United States v. Bowman
21-40467
| 5th Cir. | Mar 2, 2022Background
- Bowman pleaded guilty to possessing a firearm after a felony and was sentenced to 210 months' imprisonment plus five years supervised release.
- The district court applied the Armed Career Criminal Act (ACCA), 18 U.S.C. § 924(e), based on Bowman's prior Texas convictions: simple robbery, aggravated robbery, and aggravated assault.
- Bowman argued on appeal that the Texas robbery and assault statutes are indivisible and therefore his prior convictions could not be ACCA predicates because the statutes permit conviction based on recklessness.
- Because Bowman raised the argument for the first time on appeal, the Fifth Circuit reviewed under the plain-error standard (error that is clear or obvious and affects substantial rights).
- The panel relied on precedents holding the Texas robbery and assault statutes divisible and applied the modified categorical approach using indictments and record documents to identify the crimes of conviction.
- Bowman conceded his simple-robbery convictions were for robbery-by-threat, which qualifies; the court found no clear or obvious error in treating his aggravated-assault conviction as a violent felony and affirmed the ACCA enhancement.
Issues
| Issue | Plaintiff's Argument | Defendant's Argument | Held |
|---|---|---|---|
| Whether Texas robbery statute is divisible for ACCA purposes | Government: statute is divisible; modified categorical approach applies | Bowman: statute indivisible, so cannot be ACCA predicate | Court: statute is divisible (per Garrett); modified categorical approach applies |
| Whether Texas assault statute is divisible | Government: statute divisible; qualifies as violent felony | Bowman: statute indivisible and can be committed recklessly | Court: statute is divisible (per Torres); no clear or obvious error finding violent felony |
| Whether prior convictions qualify as ACCA violent felonies (recklessness concern) | Government: at least three convictions qualify (robbery-by-threat and aggravated assault) | Bowman: convictions could rest on reckless conduct and thus not violent felonies | Court: Bowman conceded robbery-by-threat; aggravated assault characterization not clearly erroneous; ACCA predicates supported |
| Standard of review for new appellate argument | Government: plain-error review applies | Bowman: (urges merits of divisibility/recklessness) | Court: applied plain-error standard and found no reversible error |
Key Cases Cited
- United States v. Garrett, 24 F.4th 485 (5th Cir. 2022) (holds Texas robbery statute divisible)
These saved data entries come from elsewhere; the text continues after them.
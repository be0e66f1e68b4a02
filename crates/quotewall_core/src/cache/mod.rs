//! Rendered-wallpaper cache.
//!
//! # Responsibility
//! - Store one rendered image per `(quote id, style)` slot on disk.
//! - Keep slots in sync with quote edits, deletions and style changes.
//!
//! # Invariants
//! - Slot presence is the only readiness signal; there is no "generating"
//!   state.
//! - Slots are written via temp file + rename, so a present slot is complete.

pub mod coordinator;
pub mod wallpaper_cache;
//! Local calendar source for daily rotation.
//!
//! # Invariants
//! - Date keys are local calendar dates formatted `YYYY-MM-DD` with
//!   zero-padded month and day.

use chrono::{Local, NaiveDate};

/// Source of "today" for rotation decisions.
pub trait Clock {
    fn today(&self) -> NaiveDate;

    /// Today's date key as persisted in `lastQuoteDate`.
    fn today_key(&self) -> String {
        date_key(self.today())
    }
}

/// Reads the device's local calendar date.
#[derive(Debug, Clone, Copy, Default)]
pub struct SystemClock;

impl Clock for SystemClock {
    fn today(&self) -> NaiveDate {
        Local::now().date_naive()
    }
}

/// Clock pinned to one date. Used by tests and by hosts replaying a day.
#[derive(Debug, Clone, Copy)]
pub struct FixedClock(pub NaiveDate);

impl Clock for FixedClock {
    fn today(&self) -> NaiveDate {
        self.0
    }
}

impl<C: Clock + ?Sized> Clock for &C {
    fn today(&self) -> NaiveDate {
        (**self).today()
    }
}

/// Formats a calendar date as a `lastQuoteDate` key.
pub fn date_key(date: NaiveDate) -> String {
    date.format("%Y-%m-%d").to_string()
}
- United States v. Torres, 923 F.3d 420 (5th Cir. 2019) (holds Texas assault statute divisible)
- Mathis v. United States, 136 S. Ct. 2243 (2016) (explains categorical and modified categorical approaches)
- Puckett v. United States, 556 U.S. 129 (2009) (plain-error review elements)
- United States v. Massey, 858 F.3d 380 (5th Cir. 2017) (ACCA-predicate qualification reviewed de novo generally)
- United States v. Castaneda-Lozoya, 812 F.3d 457 (5th Cir. 2016) (discusses preservation and plain-error review)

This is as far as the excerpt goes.